Create a CDE Spark Job Definition

CDE_JOB_NAME = "myCdeSparkJob"
APPLICATION_FILE_NAME = "pysparksql.py"

myCdeSparkJob = cdejob.CdeSparkJob(myCdeConnection)
myCdeSparkJobDefinition = myCdeSparkJob.createJobDefinition(CDE_JOB_NAME, CDE_RESOURCE_NAME, APPLICATION_FILE_NAME, executorMemory="2g", executorCores=2)

Create Resource and Job in CDE Cluster

LOCAL_FILE_PATH = "examples"
LOCAL_FILE_NAME = "pysparksql.py"

myCdeClusterManager = cdemanager.CdeClusterManager(myCdeConnection)


myCdeClusterManager.createResource(myCdeFilesResourceDefinition)
myCdeClusterManager.uploadFileToResource(CDE_RESOURCE_NAME, LOCAL_FILE_PATH, LOCAL_FILE_NAME)

myCdeClusterManager.createJob(myCdeSparkJobDefinition)

Describe Job

myCdeClusterManager.describeJob(CDE_JOB_NAME)

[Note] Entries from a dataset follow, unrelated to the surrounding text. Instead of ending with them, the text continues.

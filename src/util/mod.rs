//! Helpers shared by the test modules.

pub mod alloc;
pub mod log;
pub mod panic;
pub mod result;
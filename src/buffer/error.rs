use derive_more::{Display, Error};

/// The error produced when a [`DynamicBuffer`](super::DynamicBuffer) is created with a capacity of
/// zero. Every live buffer needs at least one byte for its terminator.
#[derive(Debug, Display, Clone, Copy, PartialEq, Eq, Error)]
#[display("buffer capacity must be at least 1")]
pub struct InvalidCapacity;

/// The error returned by [`DynamicBuffer::append`](super::DynamicBuffer::append) when a line
/// doesn't fit. The buffer is left exactly as it was.
#[derive(Debug, Display, Clone, Copy, PartialEq, Eq, Error)]
#[display("line of {requested} bytes doesn't fit, {available} bytes of text remain")]
pub struct CapacityExceeded {
    /// The length of the rejected text, excluding the separator and terminator.
    pub requested: usize,
    /// The longest text that would still have fit.
    pub available: usize,
}
use std::fmt::{self, Display, Formatter};

use tracing::debug;

use super::error::{InsufficientCapacity, OwnerError};
use crate::buffer::DynamicBuffer;

/// The capacity of the buffer embedded in a [`ResourceOwner`] created with
/// [`ResourceOwner::new`].
pub const OWNER_CAP: usize = 10;

/// A value which owns exactly one [`DynamicBuffer`], and is only ever observable with its required
/// initial line already in place.
///
/// Construction either produces a complete ResourceOwner or an [`OwnerError`]; there is no
/// partially constructed state. If the initial line doesn't fit, the buffer that was already
/// allocated is released on the way out and the owner's own [`Drop`] never runs.
///
/// When a ResourceOwner is dropped, its own cleanup runs first and the embedded buffer is released
/// afterwards. Owners living in nested scopes are dropped in the reverse order of their
/// construction, including while an error is being returned through them; see
/// [`Scope`](crate::scope::Scope) for an explicit version of this.
///
/// # Examples
/// ```
/// # use ownership_lib::owner::{OwnerError, ResourceOwner};
/// let x = ResourceOwner::new("x").unwrap();
/// assert_eq!(x.content(), "x\n");
///
/// let too_long = ResourceOwner::new("cccccccccc");
/// assert!(matches!(too_long, Err(OwnerError::InsufficientCapacity(_))));
/// ```
#[derive(Debug, PartialEq, Eq)]
pub struct ResourceOwner {
    buf: DynamicBuffer,
}

impl ResourceOwner {
    /// Creates a ResourceOwner with a buffer of [`OWNER_CAP`] bytes holding `initial_line`.
    ///
    /// # Errors
    /// Returns [`OwnerError::InsufficientCapacity`] if `initial_line` is longer than
    /// `OWNER_CAP - 2` bytes.
    pub fn new(initial_line: &str) -> Result<ResourceOwner, OwnerError> {
        Self::with_cap(OWNER_CAP, initial_line)
    }

    /// Creates a ResourceOwner with a buffer of `cap` bytes holding `initial_line`.
    ///
    /// # Errors
    /// Returns [`OwnerError::InvalidCapacity`] if `cap` is zero, or
    /// [`OwnerError::InsufficientCapacity`] if `initial_line` doesn't fit.
    pub fn with_cap(cap: usize, initial_line: &str) -> Result<ResourceOwner, OwnerError> {
        let mut buf = DynamicBuffer::new(cap)?;

        // On failure buf is dropped here, before the error reaches the caller.
        buf.append(initial_line).map_err(|_| InsufficientCapacity {
            line_len: initial_line.len(),
            cap,
        })?;

        let owner = ResourceOwner { buf };
        debug!(content = owner.buf.content().trim_end(), "constructed");
        Ok(owner)
    }

    /// Returns the embedded buffer.
    pub const fn buffer(&self) -> &DynamicBuffer {
        &self.buf
    }

    /// Returns the content of the embedded buffer.
    pub fn content(&self) -> &str {
        self.buf.content()
    }
}

impl Drop for ResourceOwner {
    fn drop(&mut self) {
        debug!(content = self.buf.content().trim_end(), "about to destroy");
    }
}

impl Display for ResourceOwner {
    fn fmt(&self, f: &mut Formatter<'_>) -> fmt::Result {
        Display::fmt(&self.buf, f)
    }
}
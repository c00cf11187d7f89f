//! A module containing [`ResourceOwner`], a composite that owns a single
//! [`DynamicBuffer`](crate::buffer::DynamicBuffer) and can fail during construction, along with
//! its error types.
#![warn(missing_docs)]

mod error;
mod resource_owner;
mod tests;

pub use error::*;
pub use resource_owner::*;
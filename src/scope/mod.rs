//! Scoped ownership made explicit. Primarily revolves around [`Scope`], a teardown stack which
//! releases what it owns in reverse order, and [`Journal`] for observing that order.
//!
//! [`Tracer`] is a small value that reports its own construction and destruction, useful for
//! watching where a value's lifetime ends once it is handed between owners.
#![warn(missing_docs)]

mod journal;
mod scope;
mod tracer;

pub use journal::*;
pub use scope::*;
pub use tracer::*;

Run Job with Default Configurations

myCdeClusterManager.runJob(CDE_JOB_NAME)

Update Runtime Configurations

overrideParams = {"spark": {"executorMemory": "4g"}}
myCdeClusterManager.runJob(CDE_JOB_NAME, SPARK_OVERRIDES=overrideParams)

Validate Job Runs

jobRuns = myCdeClusterManager.listJobRuns()
json.loads(jobRuns)

Download Spark Event Logs

JOB_RUN_ID = "1"
logTypes = myCdeClusterManager.showAvailableLogTypes(JOB_RUN_ID)
json.loads(logTypes)

LOGS_TYPE = "driver/event"
sparkEventLogs = myCdeClusterManager.downloadJobRunLogs(JOB_RUN_ID, LOGS_TYPE)

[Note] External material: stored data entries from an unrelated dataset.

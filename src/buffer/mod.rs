//! A module containing [`DynamicBuffer`] and its error types.
//!
//! [`DynamicBuffer`] is a fixed-capacity text buffer that grows by appending lines, always keeping
//! a NUL terminator after its content. It owns its storage outright: cloning produces an
//! independent allocation, and [`DynamicBuffer::move_from`] hands the allocation over without
//! copying, leaving the source in the moved-from state.
#![warn(missing_docs)]

mod dynamic_buffer;
mod error;

pub use dynamic_buffer::*;
pub use error::*;
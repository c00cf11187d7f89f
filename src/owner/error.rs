use derive_more::{Display, Error, From, IsVariant};

pub use crate::buffer::InvalidCapacity;

/// The error produced when a [`ResourceOwner`](super::ResourceOwner)'s initial line doesn't fit in
/// its buffer.
#[derive(Debug, Display, Clone, Copy, PartialEq, Eq, Error)]
#[display("not enough capacity: a line of {line_len} bytes needs more than {cap} bytes")]
pub struct InsufficientCapacity {
    /// The length of the rejected initial line.
    pub line_len: usize,
    /// The capacity of the buffer it was appended to.
    pub cap: usize,
}

/// Every way the construction of a [`ResourceOwner`](super::ResourceOwner) can fail.
#[derive(Debug, Display, Clone, Copy, PartialEq, Eq, From, Error, IsVariant)]
pub enum OwnerError {
    /// The requested buffer capacity was zero.
    InvalidCapacity(InvalidCapacity),
    /// The initial line didn't fit in the buffer.
    InsufficientCapacity(InsufficientCapacity),
}
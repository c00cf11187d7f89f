use std::error::Error;

pub(crate) trait ResultExtension<T, E: Error> {
    /// A method similar to [`Result::unwrap`], except that it applies only to types which implement
    /// [`Error`] and panics with the message of the error itself. This is the equivalent of letting
    /// a construction failure go unhandled: the process unwinds, dropping every value that was
    /// fully constructed on the way out.
    ///
    /// # Panics
    /// Panics if the [`Result`] is an [`Err`].
    fn throw(self) -> T;
}

impl<T, E: Error> ResultExtension<T, E> for Result<T, E> {
    fn throw(self) -> T {
        match self {
            Ok(val) => val,
            Err(error) => panic!("{}", error),
        }
    }
}
//! Platform abstraction layer
//!
//! Hosts that drive the simulation from a browser. Native hosts use the
//! `Simulation` API directly (see `main.rs`).

#[cfg(target_arch = "wasm32")]
pub mod web;

#[cfg(target_arch = "wasm32")]
pub use web::WebSimulation;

sparkEventLogsClean = utils.sparkEventLogParser(sparkEventLogs)

print(sparkEventLogsClean)

Delete Job and Validate Deletion

CDE_JOB_NAME = "myCdeSparkJob"

myCdeClusterManager.deleteJob(CDE_JOB_NAME)

myCdeClusterManager.listJobs()

Describe Cluster Meta

myCdeClusterManager.describeResource(CDE_RESOURCE_NAME)

Remove Files from Files Resource

RESOURCE_FILE_NAME = "pysparksql.py"
myCdeClusterManager.removeFileFromResource(CDE_RESOURCE_NAME, RESOURCE_FILE_NAME)

Upload File to Resource

myCdeClusterManager.uploadFileToResource(CDE_RESOURCE_NAME, LOCAL_FILE_PATH, LOCAL_FILE_NAME)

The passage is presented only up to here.